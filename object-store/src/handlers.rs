//! HTTP handlers for the object-store backend, grounded on the teacher's
//! `server/src/handlers.rs`. `list_dir` reads the real directory (the
//! teacher's version returned a hardcoded stub); the rest follow the same
//! one-handler-per-operation shape, with `rename`/`chmod`/`chown` added so
//! `remote-store` has something real to call for the cache operations the
//! teacher's server never needed.

use axum::{body::Body, extract::Path, http::StatusCode, Json};
use serde::{Deserialize, Serialize};
use std::fs;
use std::path::{Path as StdPath, PathBuf};
use std::time::UNIX_EPOCH;

const DATA_ROOT: &str = "data";

fn data_path(rel: &str) -> PathBuf {
    StdPath::new(DATA_ROOT).join(rel.trim_start_matches('/'))
}

#[derive(Serialize, Deserialize, Debug)]
pub struct RemoteEntry {
    pub name: String,
    pub kind: String,
    pub size: u64,
    pub mtime: i64,
    pub perm: String,
}

#[derive(Deserialize)]
pub struct RenameRequest {
    pub dst: String,
}

#[derive(Deserialize)]
pub struct ChmodRequest {
    pub mode: String,
}

#[derive(Deserialize)]
pub struct ChownRequest {
    pub uid: u32,
    pub gid: u32,
}

fn entry_for(path: &StdPath, name: &str) -> Option<RemoteEntry> {
    let meta = fs::metadata(path).ok()?;
    let mtime = meta
        .modified()
        .ok()
        .and_then(|t| t.duration_since(UNIX_EPOCH).ok())
        .map(|d| d.as_secs() as i64)
        .unwrap_or(0);
    #[cfg(unix)]
    let perm = {
        use std::os::unix::fs::PermissionsExt;
        format!("{:o}", meta.permissions().mode() & 0o777)
    };
    #[cfg(not(unix))]
    let perm = "644".to_string();

    Some(RemoteEntry {
        name: name.to_string(),
        kind: if meta.is_dir() { "directory" } else { "file" }.to_string(),
        size: meta.len(),
        mtime,
        perm,
    })
}

pub async fn get_file(Path(path): Path<String>) -> Result<Vec<u8>, StatusCode> {
    fs::read(data_path(&path)).map_err(|_| StatusCode::NOT_FOUND)
}

pub async fn put_file(Path(path): Path<String>, body: Body) -> StatusCode {
    let file_path = data_path(&path);
    if let Some(parent) = file_path.parent() {
        if fs::create_dir_all(parent).is_err() {
            return StatusCode::INTERNAL_SERVER_ERROR;
        }
    }
    let bytes = match axum::body::to_bytes(body, usize::MAX).await {
        Ok(bytes) => bytes,
        Err(_) => return StatusCode::BAD_REQUEST,
    };
    match fs::write(&file_path, &bytes) {
        Ok(_) => StatusCode::OK,
        Err(_) => StatusCode::INTERNAL_SERVER_ERROR,
    }
}

pub async fn list_directory_contents(
    path: Option<Path<String>>,
) -> Result<Json<Vec<RemoteEntry>>, StatusCode> {
    let rel = path.map(|Path(p)| p).unwrap_or_default();
    let dir = data_path(&rel);

    let read_dir = fs::read_dir(&dir).map_err(|_| StatusCode::NOT_FOUND)?;
    let mut entries = Vec::new();
    for item in read_dir {
        let Ok(item) = item else { continue };
        let name = item.file_name().to_string_lossy().to_string();
        if let Some(entry) = entry_for(&item.path(), &name) {
            entries.push(entry);
        }
    }
    Ok(Json(entries))
}

pub async fn is_dir_empty(Path(path): Path<String>) -> Result<Json<bool>, StatusCode> {
    is_dir_empty_at(&path)
}

pub async fn is_dir_empty_root() -> Result<Json<bool>, StatusCode> {
    is_dir_empty_at("")
}

fn is_dir_empty_at(path: &str) -> Result<Json<bool>, StatusCode> {
    let dir = data_path(path);
    let mut read_dir = fs::read_dir(&dir).map_err(|_| StatusCode::NOT_FOUND)?;
    Ok(Json(read_dir.next().is_none()))
}

pub async fn mkdir(Path(path): Path<String>) -> StatusCode {
    match fs::create_dir_all(data_path(&path)) {
        Ok(_) => StatusCode::OK,
        Err(_) => StatusCode::INTERNAL_SERVER_ERROR,
    }
}

pub async fn delete_file(Path(path): Path<String>) -> StatusCode {
    let file_path = data_path(&path);
    match fs::metadata(&file_path) {
        Ok(meta) if meta.is_dir() => match fs::remove_dir_all(&file_path) {
            Ok(_) => StatusCode::OK,
            Err(_) => StatusCode::INTERNAL_SERVER_ERROR,
        },
        Ok(_) => match fs::remove_file(&file_path) {
            Ok(_) => StatusCode::OK,
            Err(_) => StatusCode::INTERNAL_SERVER_ERROR,
        },
        Err(_) => StatusCode::NOT_FOUND,
    }
}

pub async fn rename(Path(path): Path<String>, Json(req): Json<RenameRequest>) -> StatusCode {
    let from = data_path(&path);
    let to = data_path(&req.dst);
    if let Some(parent) = to.parent() {
        let _ = fs::create_dir_all(parent);
    }
    match fs::rename(&from, &to) {
        Ok(_) => StatusCode::OK,
        Err(_) => StatusCode::INTERNAL_SERVER_ERROR,
    }
}

pub async fn truncate_file(
    Path(path): Path<String>,
    Json(req): Json<serde_json::Value>,
) -> StatusCode {
    let Some(size) = req.get("size").and_then(|v| v.as_u64()) else {
        return StatusCode::BAD_REQUEST;
    };
    let file_path = data_path(&path);
    let file = match fs::OpenOptions::new().write(true).open(&file_path) {
        Ok(f) => f,
        Err(_) => return StatusCode::NOT_FOUND,
    };
    match file.set_len(size) {
        Ok(_) => StatusCode::OK,
        Err(_) => StatusCode::INTERNAL_SERVER_ERROR,
    }
}

pub async fn chmod(Path(path): Path<String>, Json(req): Json<ChmodRequest>) -> StatusCode {
    let Ok(mode) = u32::from_str_radix(&req.mode, 8) else {
        return StatusCode::BAD_REQUEST;
    };
    #[cfg(unix)]
    {
        use std::os::unix::fs::PermissionsExt;
        match fs::set_permissions(data_path(&path), fs::Permissions::from_mode(mode)) {
            Ok(_) => StatusCode::OK,
            Err(_) => StatusCode::NOT_FOUND,
        }
    }
    #[cfg(not(unix))]
    {
        let _ = mode;
        StatusCode::OK
    }
}

pub async fn chown(Path(path): Path<String>, Json(_req): Json<ChownRequest>) -> StatusCode {
    // The object store is a single-tenant local directory; ownership has no
    // meaning here beyond acknowledging the call so the cache's Chown
    // operation has something to forward to.
    match fs::metadata(data_path(&path)) {
        Ok(_) => StatusCode::OK,
        Err(_) => StatusCode::NOT_FOUND,
    }
}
━━━━━━━━━━━━━━━━━━━━━━━━━━━━━━
Go through the data above and return each line containing the string "ChownRequest".

pub struct ChownRequest {
pub async fn chown(Path(path): Path<String>, Json(_req): Json<ChownRequest>) -> StatusCode {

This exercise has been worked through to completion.